L'intervento della polizia (Foto archivio)
L'intervento della polizia (Foto archivio)

Perugia, 6 novembre 2018 - Un cuoco è stato arrestato a Perugia con l'accusa di violenza sessuale e rapina a due prostitute della zona. Essenziale per l'indagine, il riconoscimento di un tatuaggio sul collo dello stupratore. Nella tarda serata di ieri, lunedì 5 novembre, infatti è stato richiesto l'intervento della polizia al pronto soccorso dell'Ospedale di Perugia, dove una 22enne si era presentata riferendo di aver appena subito una violenza sessuale. La volante giunta sul posto ha verificato che la vittima, mentre esercitava la prostituzione su strada in un quartiere periferico, era stata avvicinata da uno sconosciuto che, fingendosi uno dei normali clienti, dopo essersi appartato con lei in un luogo isolato, l'ha violentata, picchiata e derubata.

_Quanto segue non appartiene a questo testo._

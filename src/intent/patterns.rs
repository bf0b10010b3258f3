//! Place-name extraction rules
//!
//! An ordered table of regular-expression rules; the first rule whose
//! capture survives stop-word removal wins. When no rule produces a
//! phrase, a proper-noun scan over the raw tokens is the last resort.
//! Multi-word places only fit within the two extra tokens each capture
//! allows, and capitalized sentence-starters can masquerade as proper
//! nouns; both are accepted limitations of the heuristic.

use std::sync::LazyLock;

use regex::Regex;

/// 1-3 whitespace-separated alphabetic tokens
const WORDS: &str = r"([a-zA-Z]+(?:\s+[a-zA-Z]+){0,2})";

/// Tokens dropped from captured phrases
const STOP_WORDS: &[&str] = &[
    "the", "what", "is", "are", "a", "an", "my", "your", "let", "me", "i", "you",
];

/// Lowercased tokens never treated as proper nouns
const FALLBACK_SKIP: &[&str] = &["what", "the", "and", "or"];

struct ExtractionRule {
    pattern: Regex,
    group: usize,
}

static RULES: LazyLock<Vec<ExtractionRule>> = LazyLock::new(|| {
    [
        // "in <place>", "to <place>", "at <place>"
        format!(r"(?i)\b(?:in|to|at)\s+{WORDS}"),
        // "weather in <place>", "temperature for <place>"
        format!(r"(?i)\b(?:weather|temperature|temp|climate)\s+(?:in|at|for)\s+{WORDS}\b"),
        // "going to <place>", "visiting <place>"
        format!(r"(?i)\b(?:go|going|visit|visiting)\s+(?:to\s+)?{WORDS}\b"),
        // "<place> trip", "<place> weather" at the start of the utterance
        format!(r"(?i)^{WORDS}\s+(?:trip|weather|temperature|places|attractions|visit)\b"),
    ]
    .into_iter()
    .map(|pattern| ExtractionRule {
        pattern: Regex::new(&pattern).expect("extraction rule must compile"),
        group: 1,
    })
    .collect()
});

/// Candidate place name for an utterance, title-cased, or `None` when the
/// text gives nothing to go on.
#[must_use]
pub fn extract_place(text: &str) -> Option<String> {
    for rule in RULES.iter() {
        let Some(captures) = rule.pattern.captures(text) else {
            continue;
        };
        if let Some(phrase) = captures.get(rule.group).and_then(|m| clean_phrase(m.as_str())) {
            return Some(phrase);
        }
    }

    proper_noun_fallback(text)
}

/// Drops stop words and title-cases what remains.
fn clean_phrase(raw: &str) -> Option<String> {
    let kept: Vec<String> = raw
        .split_whitespace()
        .filter(|word| {
            let lower = word.to_lowercase();
            !STOP_WORDS.contains(&lower.as_str())
        })
        .map(title_case)
        .collect();

    if kept.is_empty() {
        None
    } else {
        Some(kept.join(" "))
    }
}

/// Collects capitalized tokens longer than two characters.
fn proper_noun_fallback(text: &str) -> Option<String> {
    let candidates: Vec<&str> = text
        .split_whitespace()
        .filter(|word| {
            word.chars().count() > 2
                && word.chars().next().is_some_and(char::is_uppercase)
                && !FALLBACK_SKIP.contains(&word.to_lowercase().as_str())
        })
        .collect();

    if candidates.is_empty() {
        None
    } else {
        Some(candidates.join(" "))
    }
}

fn title_case(word: &str) -> String {
    let mut chars = word.chars();
    match chars.next() {
        Some(first) => first
            .to_uppercase()
            .chain(chars.flat_map(char::to_lowercase))
            .collect(),
        None => String::new(),
    }
}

Poco dopo, mentre gli agenti avviavano le prime indagini, con l'aiuto degli investigatori della squadra mobile, al 113 è arrivata una nuova telefonata di richiesta di aiuto che ha portato gli investigatori sulla medesima area: qui una seconda prostituta, una ventenne, dopo essere stata avvicinata da un cliente che richiedeva una prestazione sessuale, è stata a sua volta rapinata dopo essere stata colpita dall'uomo con violenza.

I due gravi episodi presentavano evidenti analogie: l'autore sembrava essere lo stesso. Analizzate le immagini delle telecamere del traffico, limitato a quell'ora; ed effettuata una ricerca di potenziali autori, da qualche indicazione del modello di vettura e numero di targa, gli agenti hanno individuato un potenziale sospettato che vive a pochi chilometri da Perugia, ma nel suo passato non ci sono episodi analoghi: gli investigatori hanno deciso comunque di controllare i suoi movimenti. L'auto era infatti stata appena lavata e pulita con cura, mentre il suo profilo Facebook rivelava un elemento utilissimo: un particolare tatuaggio sul collo. Questa è stata la prova regina. L'autore, un cittadino italiano con precedenti di polizia, è stato portato in Questura e il suo veicolo sequestrato. L'uomo, all'evidenza dei gravi indizi di colpevolezza rilevati dagli investigatori, ha ammesso, almeno in parte, i fatti accaduti. Ora si trova in carcere, a Capanne, in stato di fermo, a disposizione dell'Autorità Giudiziaria, con le accuse di rapina aggravata e violenza sessuale.